Canute has an image problem today because so many people think of him as that batty old English king who thought he could command the tide to recede. But that's the wrong spin on his legend.

In the original tale, he was a sensible ruler who was tired of hearing flattery from his courtiers about his great powers. When they told him that even the tides would obey his command, he went down to the sea to teach them a lesson in limits.

Today's courtiers are the Republicans in Congress and the others demanding that America "secure the border." They're furious at Bush for suggesting that a crackdown at the border will not stop the tide of illegal immigrants.

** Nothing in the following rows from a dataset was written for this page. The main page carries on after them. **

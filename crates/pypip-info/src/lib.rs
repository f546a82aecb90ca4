//! PyPI metadata fetcher for pypip
//!
//! Looks up package metadata, published versions and search results on PyPI
//! (or any index that serves the same JSON API and search page).
//!
//! # Example
//!
//! ```no_run
//! use pypip_info::{InfoClient, PackageRegistry};
//!
//! #[tokio::main]
//! async fn main() -> Result<(), Box<dyn std::error::Error>> {
//!     let client = InfoClient::new()?;
//!
//!     let requests = client.fetch_pypi("requests").await?;
//!     println!("requests v{}", requests.version);
//!
//!     let versions = client.query("click").await?;
//!     println!("click has {} releases", versions.versions.len());
//!
//!     for hit in client.search("pytest", 5).await? {
//!         println!("{} {}", hit.name, hit.version);
//!     }
//!     Ok(())
//! }
//! ```

mod client;
mod error;
mod pypi;
mod repository;
mod search;
mod types;

pub use error::{Error, Result};
pub use repository::{find_repository, parse_repository_url};
pub use search::parse_search_results;
pub use types::{PackageInfo, PackageVersions, RepositoryUrl, SearchHit};

use async_trait::async_trait;
use client::HttpClient;
use url::Url;

/// Default package index
pub const DEFAULT_INDEX_URL: &str = "https://pypi.org/";

/// Read-only view of a package registry
#[async_trait]
pub trait PackageRegistry: Send + Sync {
    /// Published versions (ascending) and summary
    async fn query(&self, name: &str) -> Result<PackageVersions>;

    /// Full package metadata
    async fn fetch_pypi(&self, name: &str) -> Result<PackageInfo>;

    /// Search results in registry order
    async fn search(&self, query: &str, limit: usize) -> Result<Vec<SearchHit>>;

    /// Highest final release, or `None` when the package has none
    async fn latest_version(&self, name: &str) -> Result<Option<String>> {
        Ok(self.query(name).await?.latest().map(str::to_string))
    }
}

/// Main client for fetching package information
///
/// By default requests are limited to 1 per second.
pub struct InfoClient {
    client: HttpClient,
    base_url: Url,
}

impl InfoClient {
    /// Create a client for pypi.org with rate limiting enabled (recommended)
    ///
    /// # Errors
    ///
    /// Returns an error if the HTTP client cannot be initialized.
    pub fn new() -> Result<Self> {
        Self::with_index_url(DEFAULT_INDEX_URL, 1)
    }

    /// Create a client for a custom index
    ///
    /// # Arguments
    ///
    /// * `index_url` - Base URL serving `/pypi/<name>/json` and `/search/`
    /// * `requests_per_second` - Client-side rate limit
    pub fn with_index_url(index_url: &str, requests_per_second: u32) -> Result<Self> {
        let mut base_url = Url::parse(index_url)?;
        if !base_url.path().ends_with('/') {
            let path = format!("{}/", base_url.path());
            base_url.set_path(&path);
        }

        Ok(Self {
            client: HttpClient::with_rate_limit(requests_per_second)?,
            base_url,
        })
    }

    /// Index this client talks to
    pub fn index_url(&self) -> &Url {
        &self.base_url
    }
}

#[async_trait]
impl PackageRegistry for InfoClient {
    async fn query(&self, name: &str) -> Result<PackageVersions> {
        let response = pypi::fetch_pypi_json(&self.client, &self.base_url, name).await?;
        Ok(response.into_versions())
    }

    async fn fetch_pypi(&self, name: &str) -> Result<PackageInfo> {
        let response = pypi::fetch_pypi_json(&self.client, &self.base_url, name).await?;
        Ok(response.into_package_info())
    }

    async fn search(&self, query: &str, limit: usize) -> Result<Vec<SearchHit>> {
        search::search_packages(&self.client, &self.base_url, query, limit).await
    }
}

#[cfg(test)]
mod tests {
    use super::*;

    #[test]
    fn test_index_url_gets_trailing_slash() {
        let client = InfoClient::with_index_url("https://mirror.example.com/pypi-proxy", 1).unwrap();
        assert_eq!(client.index_url().as_str(), "https://mirror.example.com/pypi-proxy/");
        assert_eq!(
            client.index_url().join("pypi/click/json").unwrap().as_str(),
            "https://mirror.example.com/pypi-proxy/pypi/click/json"
        );
    }

    #[test]
    fn test_invalid_index_url() {
        assert!(matches!(
            InfoClient::with_index_url("not a url", 1),
            Err(Error::InvalidUrl(_))
        ));
    }
}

"When you make something illegal that people want, there's a way around it," he said, pointing out an inconvenient reality that would remain even if a 2,000-mile fence were built on the southern border. People would keep going under it, through it or around it to other borders.

The Border Patrol has tried building fences and adding thousands of agents, and in some places it has made smuggling harder. Yet the overall flow of immigrants hasn't slowed. No matter how hard they work, the agents can't outlaw basic economics.

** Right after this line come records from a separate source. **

//! # pypip-deps
//!
//! Format-preserving dependency management for Python projects.
//!
//! This crate provides functionality to:
//! - Parse pyproject.toml into a document that round-trips byte for byte
//! - Add and remove dependency entries idempotently, with name normalization
//! - Validate PEP 508 requirements and PEP 440 version specifiers
//! - Keep requirements.txt pins in step with pyproject.toml
//! - Run an installer and write files atomically only when it succeeds
//!
//! ## Architecture
//!
//! - [`ManifestDocument`] wraps a `toml_edit` document and only ever touches
//!   dependency arrays
//! - [`DependencyMutator`] applies add/remove operations and reports a [`ChangeSet`]
//! - [`ProjectSync`] drives an [`Installer`] and the mutator together
//!
//! ## Example
//!
//! ```rust
//! use pypip_deps::{ManifestDocument, SectionKey};
//!
//! # fn example() -> pypip_deps::Result<()> {
//! let mut doc = ManifestDocument::parse(
//!     "[project]\nname = \"demo\"\ndependencies = [\"requests>=2.0\"]\n",
//! )?;
//! let changes = pypip_deps::add(&mut doc, "requests", Some("==2.31.0"), &SectionKey::Dependencies)?;
//!
//! assert_eq!(changes.removed, vec!["requests>=2.0"]);
//! assert!(doc.to_string().contains("\"requests==2.31.0\""));
//! # Ok(())
//! # }
//! # example().unwrap();
//! ```

#![warn(missing_docs)]

pub mod document;
pub mod error;
pub mod mutator;
pub mod project;
pub mod requirement;
pub mod requirements_txt;
pub mod sync;
pub mod types;
pub mod update;
pub mod version;

// Re-export main types
pub use document::ManifestDocument;
pub use error::{Error, Result};
pub use mutator::{add, remove, DependencyMutator, MutationOptions};
pub use project::Project;
pub use requirement::{normalize_name, RequirementEntry};
pub use requirements_txt::RequirementsFile;
pub use sync::{
    InstallEnvironment, InstallMode, InstallOutcome, InstallRequest, Installer, PinStrategy,
    ProjectSync, SyncOptions, SyncReport,
};
pub use types::{ChangeSet, ManifestSection, SectionKey};
pub use update::FileUpdater;
pub use version::{latest_final, sort_versions, PyVersion, VersionSpecifier, VersionSpecifiers};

In San Diego, for instance, agents took pride that their concentrated efforts had caused local smugglers to raise their fee to $1,500. But that's still a small price next to what immigrants stand to gain. Chinese immigrants are already paying $20,000 apiece to be smuggled into America.

It's the same kind of economic quandary that has stymied the war on drugs. For more than a quarter-century, federal and local authorities have tried to solve America's drug problem by making smuggling and dealing prohibitively expensive.

They've stepped up enforcement at the borders, promising that more agents and new technology would make a difference. They've taken the fight to countries supplying drugs. They filled prisons with dealers and addicts. But even though they raised the cost of smuggling and dealing, the increase was never enough to make a difference.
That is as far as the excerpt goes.